BEGIN STORED DATA
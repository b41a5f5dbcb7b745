use std::sync::Arc;

use chrono::Utc;
use tracing::debug;

use super::domain::{NewNotification, Notification, UserType};
use super::repository::NotificationRepository;
use crate::error::ServiceError;

/// Builds notification records and persists them, independent of any delivery channel.
pub struct NotificationEmitter<N> {
    repository: Arc<N>,
}

impl<N> NotificationEmitter<N>
where
    N: NotificationRepository + 'static,
{
    pub fn new(repository: Arc<N>) -> Self {
        Self { repository }
    }

    pub fn emit(
        &self,
        user_id: i64,
        user_type: UserType,
        message: impl Into<String>,
    ) -> Result<Notification, ServiceError> {
        let notification = self.repository.insert_notification(
            NewNotification {
                user_id,
                user_type,
                message: message.into(),
            },
            Utc::now(),
        )?;
        debug!(
            notification_id = notification.id,
            user_id,
            user_type = user_type.as_str(),
            "notification stored"
        );
        Ok(notification)
    }

    /// Returns every notification for the user as it was before this call, then marks
    /// the unread ones among them read. Rows stored after the fetch stay unread.
    pub fn list_and_mark_read(
        &self,
        user_id: i64,
        user_type: UserType,
    ) -> Result<Vec<Notification>, ServiceError> {
        let notifications = self.repository.list_notifications(user_id, user_type)?;
        let unread: Vec<i64> = notifications
            .iter()
            .filter(|notification| !notification.is_read)
            .map(|notification| notification.id)
            .collect();

        if !unread.is_empty() {
            self.repository.mark_read(&unread)?;
        }

        Ok(notifications)
    }

    pub fn unread_count(&self, user_id: i64, user_type: UserType) -> Result<i64, ServiceError> {
        Ok(self.repository.unread_count(user_id, user_type)?)
    }
}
END STORED DATA
▶ _WHAT TO WORK ON_
Make a verbatim transcription of all the material.

▶ _TASK RESULT_
repository b41a5f5dbcb7b745
use std::sync::Arc;

use chrono::Utc;
use tracing::debug;

use super::domain::{NewNotification, Notification, UserType};
use super::repository::NotificationRepository;
use crate::error::ServiceError;

/// Builds notification records and persists them, independent of any delivery channel.
pub struct NotificationEmitter<N> {
    repository: Arc<N>,
}

impl<N> NotificationEmitter<N>
where
    N: NotificationRepository + 'static,
{
    pub fn new(repository: Arc<N>) -> Self {
        Self { repository }
    }

    pub fn emit(
        &self,
        user_id: i64,
        user_type: UserType,
        message: impl Into<String>,
    ) -> Result<Notification, ServiceError> {
        let notification = self.repository.insert_notification(
            NewNotification {
                user_id,
                user_type,
                message: message.into(),
            },
            Utc::now(),
        )?;
        debug!(
            notification_id = notification.id,
            user_id,
            user_type = user_type.as_str(),
            "notification stored"
        );
        Ok(notification)
    }

    /// Returns every notification for the user as it was before this call, then marks
    /// the unread ones among them read. Rows stored after the fetch stay unread.
    pub fn list_and_mark_read(
        &self,
        user_id: i64,
        user_type: UserType,
    ) -> Result<Vec<Notification>, ServiceError> {
        let notifications = self.repository.list_notifications(user_id, user_type)?;
        let unread: Vec<i64> = notifications
            .iter()
            .filter(|notification| !notification.is_read)
            .map(|notification| notification.id)
            .collect();

        if !unread.is_empty() {
            self.repository.mark_read(&unread)?;
        }

        Ok(notifications)
    }

    pub fn unread_count(&self, user_id: i64, user_type: UserType) -> Result<i64, ServiceError> {
        Ok(self.repository.unread_count(user_id, user_type)?)
    }
}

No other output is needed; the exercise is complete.